佐々木:海外と日本の区別というよりも、インターネットがこれだけ発達したなか、ボカロに限らずDTMツールを活用する若い作り手たちがすごく増加していて、各地で個性的な音楽が生まれている流れが世界的に起こっていると思うんですね。例えば、僕は南アフリカ地域の若いミュージシャンたちが作るポリリズミックなポップスが好きでよく聴くのですが、そういったニュージェネレーションの音楽の一つとして、ボカロがネットのなかで他の流れとも融けていけばおもしろいと思いますし、実際に自分はそういう風に好きな音楽が増えている予感があって、音楽を漁るのが楽しいです。その意味できくおさんの楽曲も再発見されているのかもしれないですし、海外からも「日本でおもしろい音楽といえばこの辺だよね」みたいな形でフォーカスされているんだろうなと思います。やはりいい時代になったと思いますね。
――そのように技術がさらに進歩して音楽自体が今までにない広がりを見せるなか、きくおさんはご自身の活動の広がりについてどんな可能性を感じていますか?
きくお:結局、未来のことは誰にもわからないので、変に予測すると外して痛い目を見ると思うんですよ。なので、今の自分に何ができるかということに落とし込んで考えると、すべてに可能性があるのでいろんなことを全部試すしかない。それだけが作り手にできることだと思うんですよね。だから最近初めてのアナログレコード(『Kikuo』)を出してみたりしていて。そういうのって意外なことに繋がったりするんですよ。
以前、『きくおミク0』という昔の楽曲を詰め合わせたアルバムをコミケ(コミックマーケット)の会場限定で頒布したんですけど、そのなかに入っていた「溺れる宇宙猫」という楽曲が、YouTubeに無断でアップされていて、その再生数が1,000万回を超えていたりするんですよ。そんな結果になるなんて誰も予測できないじゃないですか。それこそ「愛して愛して愛して」も10年前に作った曲なのに急に海外で聴かれるようになって。なので今後の広がりということに関しては「わからない」が正解ですね。

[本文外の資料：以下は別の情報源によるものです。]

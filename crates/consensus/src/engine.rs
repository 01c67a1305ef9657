//! The closed set of consensus engines and the merge composite.

use crate::{
    BlockState, EngineBase, RewardState, SealVariant, ValidationError, ValidationResult,
};
use alloy_primitives::{Address, U256};
use corten_chainspec::{ChainConfig, Revision, SealEngineType};
use corten_primitives::{Block, BlockHeader};

/// A consensus engine: one of the pre-merge variants, or the merge
/// composite dispatching between a pre-merge engine and proof of stake by
/// header difficulty.
#[derive(Debug, Clone)]
pub enum ConsensusEngine {
    /// A single engine for the whole chain.
    Single(EngineBase),
    /// The merge composite.
    Merge(MergeEngine),
}

/// The merge composite: proof-of-work until terminal total difficulty,
/// proof of stake afterwards.
#[derive(Debug, Clone)]
pub struct MergeEngine {
    terminal_total_difficulty: U256,
    pre: EngineBase,
    post: EngineBase,
}

/// Builds the engine a chain configuration names.
pub fn engine_factory(config: &ChainConfig) -> Result<ConsensusEngine, ValidationError> {
    let variant = match config.seal_engine {
        SealEngineType::NoProof => SealVariant::NoProof,
        SealEngineType::Ethash => SealVariant::Ethash,
        SealEngineType::Clique => SealVariant::Clique,
        SealEngineType::AuRa => return Err(ValidationError::UnknownConsensusEngine),
    };
    let pre = EngineBase::new(config.clone(), variant);
    match config.terminal_total_difficulty {
        Some(terminal_total_difficulty) => Ok(ConsensusEngine::Merge(MergeEngine {
            terminal_total_difficulty,
            pre,
            post: EngineBase::new(config.clone(), SealVariant::ProofOfStake),
        })),
        None => Ok(ConsensusEngine::Single(pre)),
    }
}

impl MergeEngine {
    /// Whether `header` is the terminal proof-of-work block: the first
    /// whose own inclusion carries total difficulty past the terminal
    /// value.
    fn terminal_pow_block(
        &self,
        header: &BlockHeader,
        state: &dyn BlockState,
    ) -> Result<bool, ValidationError> {
        if header.difficulty.is_zero() {
            return Ok(false);
        }
        let Some(parent) = state.parent_header(header)? else {
            return Ok(false);
        };
        let Some(parent_total_difficulty) =
            state.total_difficulty(parent.number, header.parent_hash)?
        else {
            return Ok(false);
        };
        Ok(parent_total_difficulty < self.terminal_total_difficulty
            && parent_total_difficulty + header.difficulty >= self.terminal_total_difficulty)
    }

    fn validate_block_header(
        &self,
        header: &BlockHeader,
        state: &dyn BlockState,
        with_future_timestamp_check: bool,
    ) -> ValidationResult {
        let Some(parent) = state.parent_header(header)? else {
            return Err(ValidationError::UnknownParent);
        };

        if !header.difficulty.is_zero() {
            let Some(parent_total_difficulty) =
                state.total_difficulty(parent.number, header.parent_hash)?
            else {
                return Err(ValidationError::UnknownParentTotalDifficulty);
            };
            if parent_total_difficulty >= self.terminal_total_difficulty {
                return Err(ValidationError::PoWBlockAfterMerge);
            }
            return self.pre.validate_block_header(header, state, with_future_timestamp_check);
        }

        if !parent.difficulty.is_zero() && !self.terminal_pow_block(&parent, state)? {
            return Err(ValidationError::PoSBlockBeforeMerge);
        }
        self.post.validate_block_header(header, state, with_future_timestamp_check)
    }
}

impl ConsensusEngine {
    /// Validates the intrinsic consistency of a block body.
    pub fn pre_validate_block_body(
        &self,
        block: &Block,
        state: &dyn BlockState,
    ) -> ValidationResult {
        match self {
            Self::Single(engine) => engine.pre_validate_block_body(block, state),
            Self::Merge(merge) => {
                if block.header.difficulty.is_zero() {
                    merge.post.pre_validate_block_body(block, state)
                } else {
                    merge.pre.pre_validate_block_body(block, state)
                }
            }
        }
    }

    /// Validates a header against its parent.
    pub fn validate_block_header(
        &self,
        header: &BlockHeader,
        state: &dyn BlockState,
        with_future_timestamp_check: bool,
    ) -> ValidationResult {
        match self {
            Self::Single(engine) => {
                engine.validate_block_header(header, state, with_future_timestamp_check)
            }
            Self::Merge(merge) => {
                merge.validate_block_header(header, state, with_future_timestamp_check)
            }
        }
    }

    /// Validates the seal fields.
    pub fn validate_seal(&self, header: &BlockHeader) -> ValidationResult {
        match self {
            Self::Single(engine) => engine.validate_seal(header),
            Self::Merge(merge) => {
                if header.difficulty.is_zero() {
                    merge.post.validate_seal(header)
                } else {
                    merge.pre.validate_seal(header)
                }
            }
        }
    }

    /// Validates the ommers of a block.
    pub fn validate_ommers(&self, block: &Block, state: &dyn BlockState) -> ValidationResult {
        match self {
            Self::Single(engine) => engine.validate_ommers(block, state),
            Self::Merge(merge) => {
                if block.header.difficulty.is_zero() {
                    merge.post.validate_ommers(block, state)
                } else {
                    merge.pre.validate_ommers(block, state)
                }
            }
        }
    }

    /// Validates every transaction of a block.
    pub fn pre_validate_transactions(&self, block: &Block) -> ValidationResult {
        match self {
            Self::Single(engine) => engine.pre_validate_transactions(block),
            Self::Merge(merge) => {
                if block.header.difficulty.is_zero() {
                    merge.post.pre_validate_transactions(block)
                } else {
                    merge.pre.pre_validate_transactions(block)
                }
            }
        }
    }

    /// Applies block-level finalization: rewards or withdrawals.
    pub fn finalize(&self, state: &mut dyn RewardState, block: &Block, revision: Revision) {
        match self {
            Self::Single(engine) => engine.finalize(state, block, revision),
            Self::Merge(merge) => {
                if block.header.difficulty.is_zero() {
                    merge.post.finalize(state, block, revision)
                } else {
                    merge.pre.finalize(state, block, revision)
                }
            }
        }
    }

    /// The address receiving block rewards and fees.
    pub fn get_beneficiary(&self, header: &BlockHeader) -> Address {
        match self {
            Self::Single(engine) => engine.get_beneficiary(header),
            Self::Merge(merge) => {
                if header.difficulty.is_zero() {
                    merge.post.get_beneficiary(header)
                } else {
                    merge.pre.get_beneficiary(header)
                }
            }
        }
    }
}

#[cfg(test)]
mod tests {
    use super::*;
    use alloy_primitives::{Address, B256};
    use corten_chainspec::MAINNET_CONFIG;
    use corten_primitives::Withdrawal;
    use std::collections::HashMap;

    #[derive(Default)]
    struct MapState {
        headers: HashMap<(u64, B256), BlockHeader>,
        difficulties: HashMap<(u64, B256), U256>,
    }

    impl MapState {
        fn insert(&mut self, header: BlockHeader, total_difficulty: U256) -> B256 {
            let hash = header.hash();
            self.difficulties.insert((header.number, hash), total_difficulty);
            self.headers.insert((header.number, hash), header);
            hash
        }
    }

    impl BlockState for MapState {
        fn header(
            &self,
            number: u64,
            hash: B256,
        ) -> Result<Option<BlockHeader>, ValidationError> {
            Ok(self.headers.get(&(number, hash)).cloned())
        }

        fn total_difficulty(
            &self,
            number: u64,
            hash: B256,
        ) -> Result<Option<U256>, ValidationError> {
            Ok(self.difficulties.get(&(number, hash)).copied())
        }
    }

    fn merge_engine(terminal: u64) -> ConsensusEngine {
        let config = ChainConfig {
            terminal_total_difficulty: Some(U256::from(terminal)),
            ..ChainConfig { seal_engine: SealEngineType::NoProof, ..MAINNET_CONFIG.clone() }
        };
        engine_factory(&config).unwrap()
    }

    fn child_of(parent: &BlockHeader, parent_hash: B256, difficulty: u64) -> BlockHeader {
        BlockHeader {
            number: parent.number + 1,
            parent_hash,
            timestamp: parent.timestamp + 12,
            gas_limit: parent.gas_limit,
            difficulty: U256::from(difficulty),
            base_fee_per_gas: parent.base_fee_per_gas,
            ..Default::default()
        }
    }

    #[test]
    fn pow_block_after_merge_is_rejected() {
        let engine = merge_engine(1_000);
        let mut state = MapState::default();
        let parent = BlockHeader {
            number: 10,
            difficulty: U256::from(100u64),
            timestamp: 1_000,
            gas_limit: 30_000_000,
            ..Default::default()
        };
        let parent_hash = state.insert(parent.clone(), U256::from(1_500u64));

        let pow_child = child_of(&parent, parent_hash, 100);
        assert_eq!(
            engine.validate_block_header(&pow_child, &state, false),
            Err(ValidationError::PoWBlockAfterMerge)
        );
    }

    #[test]
    fn pos_block_before_merge_is_rejected() {
        let engine = merge_engine(1_000_000);
        let mut state = MapState::default();

        let grandparent = BlockHeader {
            number: 9,
            difficulty: U256::from(100u64),
            timestamp: 988,
            gas_limit: 30_000_000,
            ..Default::default()
        };
        let grandparent_hash = state.insert(grandparent.clone(), U256::from(400u64));

        // parent is a non-terminal PoW block (total difficulty well below)
        let parent = child_of(&grandparent, grandparent_hash, 100);
        let parent_hash = state.insert(parent.clone(), U256::from(500u64));

        let pos_child = child_of(&parent, parent_hash, 0);
        assert_eq!(
            engine.validate_block_header(&pos_child, &state, false),
            Err(ValidationError::PoSBlockBeforeMerge)
        );
    }

    #[test]
    fn pos_block_after_terminal_pow_block_is_accepted() {
        let engine = merge_engine(1_000);
        let mut state = MapState::default();

        let grandparent = BlockHeader {
            number: 9,
            difficulty: U256::from(100u64),
            timestamp: 988,
            gas_limit: 30_000_000,
            ..Default::default()
        };
        let grandparent_hash = state.insert(grandparent.clone(), U256::from(950u64));

        // parent crosses the terminal total difficulty: 950 + 100 >= 1000
        let parent = child_of(&grandparent, grandparent_hash, 100);
        let parent_hash = state.insert(parent.clone(), U256::from(1_050u64));

        let pos_child = child_of(&parent, parent_hash, 0);
        assert_eq!(engine.validate_block_header(&pos_child, &state, false), Ok(()));
    }

    #[test]
    fn missing_parent_total_difficulty_is_reported() {
        let engine = merge_engine(1_000);
        let mut state = MapState::default();
        let parent = BlockHeader {
            number: 5,
            difficulty: U256::from(10u64),
            timestamp: 100,
            gas_limit: 30_000_000,
            ..Default::default()
        };
        let hash = parent.hash();
        state.headers.insert((5, hash), parent.clone());

        let pow_child = child_of(&parent, hash, 10);
        assert_eq!(
            engine.validate_block_header(&pow_child, &state, false),
            Err(ValidationError::UnknownParentTotalDifficulty)
        );
    }

    #[test]
    fn aura_is_not_runnable() {
        let config = ChainConfig { seal_engine: SealEngineType::AuRa, ..Default::default() };
        assert!(matches!(
            engine_factory(&config),
            Err(ValidationError::UnknownConsensusEngine)
        ));
    }

    #[test]
    fn pre_merge_rewards_and_post_merge_withdrawals() {
        #[derive(Default)]
        struct Ledger {
            credits: Vec<(Address, U256)>,
        }
        impl RewardState for Ledger {
            fn add_balance(&mut self, address: Address, amount: U256) {
                self.credits.push((address, amount));
            }
            fn touch(&mut self, _address: Address) {}
        }

        let config = ChainConfig { seal_engine: SealEngineType::Ethash, ..Default::default() };
        let engine = engine_factory(&config).unwrap();
        let miner = Address::repeat_byte(0xaa);
        let block = Block {
            header: BlockHeader { number: 1, beneficiary: miner, ..Default::default() },
            ..Default::default()
        };

        let mut ledger = Ledger::default();
        engine.finalize(&mut ledger, &block, Revision::Constantinople);
        assert_eq!(
            ledger.credits,
            vec![(miner, U256::from(2u64) * U256::from(1_000_000_000_000_000_000u64))]
        );

        // proof of stake processes withdrawals instead
        let engine = merge_engine(1);
        let recipient = Address::repeat_byte(0xbb);
        let block = Block {
            header: BlockHeader { number: 2, ..Default::default() },
            body: corten_primitives::BlockBody {
                withdrawals: Some(vec![Withdrawal {
                    index: 0,
                    validator_index: 0,
                    address: recipient,
                    amount: 3,
                }]),
                ..Default::default()
            },
        };
        let mut ledger = Ledger::default();
        engine.finalize(&mut ledger, &block, Revision::Shanghai);
        assert_eq!(ledger.credits, vec![(recipient, U256::from(3_000_000_000u64))]);
    }
}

佐々木:そういった不可解な体験の中心にいる、きくおさんのようなプロデューサーのビジョンやコンセプトが、もう少し企画として世に出る形になると、また不可解なことが起こっておもしろいのかなと思いますね。例えば、れるりりさんが企画されていた『地獄型人間動物園』のようなプロデューサー目線のアプローチはおもしろいことが多い。少しマイノリティだけどおもしろい世界観を持った人たちのコンピレーションを、きくおさんの目線で企画するとおもしろいでしょうし、これだけボカロの作り手が増えているので、打ち出し方によってはいろんな可能性があると思うんですね。
きくお:自分も1人でここまで来ているので、音楽業界の方のバックアップがあればもっとすごいことになるんじゃないかという発想はあるんですけど、なかなか話がまとまらなくて。「きくおさんには声をかけづらい」という話もちょいちょい聞いていて(苦笑)。たしかに楽曲制作の依頼は基本断っているので、その意味では自分はちょっと気難しい人なのかなって思うところもあるんですけど(笑)。
佐々木:こういう条件なら引き受けたいと思うお仕事、あるいはこういう制限があると受けるのがしんどいと思うことはありますか?
きくお:クライアント側とのやり取りや締め切りとかいろいろあるのですが、断る場合は基本、こちらに非があることの方が多いんですよね。おもしろいお仕事だったら多少のことは許容できるので……例えば僕はVTuberが大好きなので、VTuberの歌の案件であればコロッと引き受けちゃいそうな気がします(笑)。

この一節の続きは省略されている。